I think 2 is a nice number - an only child doesn't always learn to share and take the rough and tumble of sibling play - but if your son is happy, you mustn't feel obliged to provide him with a playmate just because your parents were unhappy as children. An only child is often privileged in terms of having more money spent on him and having his parents' undivided attention. They are often very mature and better adapted to the outside world than children with siblings.

jabberwocky Fri 04-Mar-05 21:31:23

Actually the second would be a planned c-section. I think if I could get around the Bell's Palsy thing all else would pale incomparison. It would be difficult financially to have a second one now, the money issue is a good point.
How far apart are yours?

Lonelymum Fri 04-Mar-05 21:35:16

Ds1 is 18 months (to the day!) older than ds2.
Ds2 is 21 months older than dd.
Dd is nearly three years older than ds3.

The gap got larger and larger as I became more and more exhausted!

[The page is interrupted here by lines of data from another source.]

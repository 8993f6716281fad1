use std::sync::Arc;

use crate::models::{
    courses::{
        entities::Course,
        requests::{CourseListQuery, CreateCourseRequest, UpdateCourseRequest},
        responses::{CourseListResponse, FeedbackCourse, LecturerCourse},
    },
    departments::{
        entities::Department,
        requests::{CreateDepartmentRequest, UpdateDepartmentRequest},
    },
    feedbacks::{
        entities::{Feedback, FeedbackDetailRow, FeedbackRow},
        requests::SubmitFeedbackRequest,
    },
    results::{
        entities::{ResultRow, StudentResult},
        requests::CreateResultRequest,
    },
    users::{
        entities::{User, UserRole},
        requests::{CreateUserRequest, UpdateUserRequest, UserListQuery},
        responses::{StudentEntry, UserListResponse},
    },
};

use crate::errors::Result;
use crate::models::analytics::responses::LecturerStudent;

pub mod sea_orm_storage;

#[async_trait::async_trait]
pub trait Storage: Send + Sync {
    /// 用户管理方法
    // 创建用户
    async fn create_user(&self, user: CreateUserRequest) -> Result<User>;
    // 通过ID获取用户信息
    async fn get_user_by_id(&self, id: i64) -> Result<Option<User>>;
    // 通过用户名或邮箱获取用户信息
    async fn get_user_by_username_or_email(&self, identifier: &str) -> Result<Option<User>>;
    // 列出用户
    async fn list_users_with_pagination(&self, query: UserListQuery) -> Result<UserListResponse>;
    // 更新用户信息
    async fn update_user(&self, id: i64, update: UpdateUserRequest) -> Result<Option<User>>;
    // 删除用户
    async fn delete_user(&self, id: i64) -> Result<bool>;
    // 更新用户最后登录时间
    async fn update_last_login(&self, id: i64) -> Result<bool>;
    // 统计用户数量
    async fn count_users(&self) -> Result<u64>;
    // 按角色统计用户数量
    async fn count_users_by_role(&self, role: UserRole) -> Result<i64>;
    // 学生花名册（按姓名排序）
    async fn list_students(&self) -> Result<Vec<StudentEntry>>;

    /// 院系管理方法
    // 创建院系
    async fn create_department(&self, department: CreateDepartmentRequest) -> Result<Department>;
    // 通过ID获取院系信息
    async fn get_department_by_id(&self, id: i64) -> Result<Option<Department>>;
    // 通过代码获取院系信息
    async fn get_department_by_code(&self, code: &str) -> Result<Option<Department>>;
    // 列出全部院系
    async fn list_departments(&self) -> Result<Vec<Department>>;
    // 更新院系信息
    async fn update_department(
        &self,
        id: i64,
        update: UpdateDepartmentRequest,
    ) -> Result<Option<Department>>;
    // 删除院系
    async fn delete_department(&self, id: i64) -> Result<bool>;
    // 统计院系下属课程数量
    async fn count_department_courses(&self, department_id: i64) -> Result<i64>;

    /// 课程管理方法
    // 创建课程
    async fn create_course(&self, course: CreateCourseRequest) -> Result<Course>;
    // 通过ID获取课程信息
    async fn get_course_by_id(&self, id: i64) -> Result<Option<Course>>;
    // 通过代码获取课程信息
    async fn get_course_by_code(&self, code: &str) -> Result<Option<Course>>;
    // 列出课程（带院系名称）
    async fn list_courses_with_pagination(
        &self,
        query: CourseListQuery,
    ) -> Result<CourseListResponse>;
    // 更新课程信息
    async fn update_course(&self, id: i64, update: UpdateCourseRequest) -> Result<Option<Course>>;
    // 删除课程
    async fn delete_course(&self, id: i64) -> Result<bool>;
    // 统计课程数量
    async fn count_courses(&self) -> Result<i64>;
    // 指派讲师授课
    async fn assign_lecturer(&self, course_id: i64, lecturer_id: i64) -> Result<()>;
    // 检查讲师是否已授该课
    async fn is_lecturer_assigned(&self, course_id: i64, lecturer_id: i64) -> Result<bool>;
    // 可供学生反馈的课程（课程 + 授课讲师）
    async fn list_feedback_courses(&self) -> Result<Vec<FeedbackCourse>>;
    // 讲师自己的课程（含选课人数与平均评分）
    async fn list_lecturer_courses(&self, lecturer_id: i64) -> Result<Vec<LecturerCourse>>;

    /// 成绩管理方法
    // 录入成绩（grade 由调用方根据分数推导）
    async fn create_result(&self, result: CreateResultRequest, grade: &str)
    -> Result<StudentResult>;
    // 查找某学生某课程某学期的成绩
    async fn find_result(
        &self,
        student_id: i64,
        course_id: i64,
        session: &str,
        semester: i32,
    ) -> Result<Option<StudentResult>>;
    // 修改成绩分数（等级随分数重新推导）
    async fn update_result_score(
        &self,
        id: i64,
        score: f64,
        grade: &str,
    ) -> Result<Option<StudentResult>>;
    // 某学生的全部成绩（带课程信息，按学年学期倒序）
    async fn list_student_results(&self, student_id: i64) -> Result<Vec<ResultRow>>;
    // 统计成绩数量
    async fn count_results(&self) -> Result<i64>;

    /// 反馈管理方法
    // 提交反馈
    async fn create_feedback(
        &self,
        student_id: i64,
        feedback: SubmitFeedbackRequest,
    ) -> Result<Feedback>;
    // 查找某学生对某讲师某课程某学期的反馈
    async fn find_feedback(
        &self,
        student_id: i64,
        course_id: i64,
        lecturer_id: i64,
        semester: i32,
    ) -> Result<Option<Feedback>>;
    // 某讲师收到的全部反馈（匿名化，带课程信息）
    async fn list_lecturer_feedbacks(&self, lecturer_id: i64) -> Result<Vec<FeedbackRow>>;
    // 全量反馈明细（管理员视角，带学生与讲师姓名）
    async fn list_feedback_details(&self, limit: Option<u64>) -> Result<Vec<FeedbackDetailRow>>;
    // 统计反馈数量
    async fn count_feedbacks(&self) -> Result<i64>;

    /// 讲师视角的学生名单（选修其课程的学生）
    async fn list_lecturer_students(&self, lecturer_id: i64) -> Result<Vec<LecturerStudent>>;
}

pub async fn create_storage() -> Result<Arc<dyn Storage>> {
    let storage = sea_orm_storage::SeaOrmStorage::new_async().await?;
    Ok(Arc::new(storage))
}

Have just looked up Bells Palsy in my medical encyclopaedia. It says it is usually caused by a viral infection. Was yours definitely linked to your pg?

Lonelymum Fri 04-Mar-05 21:36:00

oops meant to say ds2 is 27 months older than dd.

jabberwocky Fri 04-Mar-05 22:36:16

Yep, 3rd trimester pregnancy is a risk factor. It is an inflammation of the facial nerve brought on by the herpes virus. I think perhaps all the swelling I had may have precipitated it. Stress can also do it and there's plenty of that in the 3rd trimester too! (At least for me)
It's just an awful awful thing to have hanging over your head.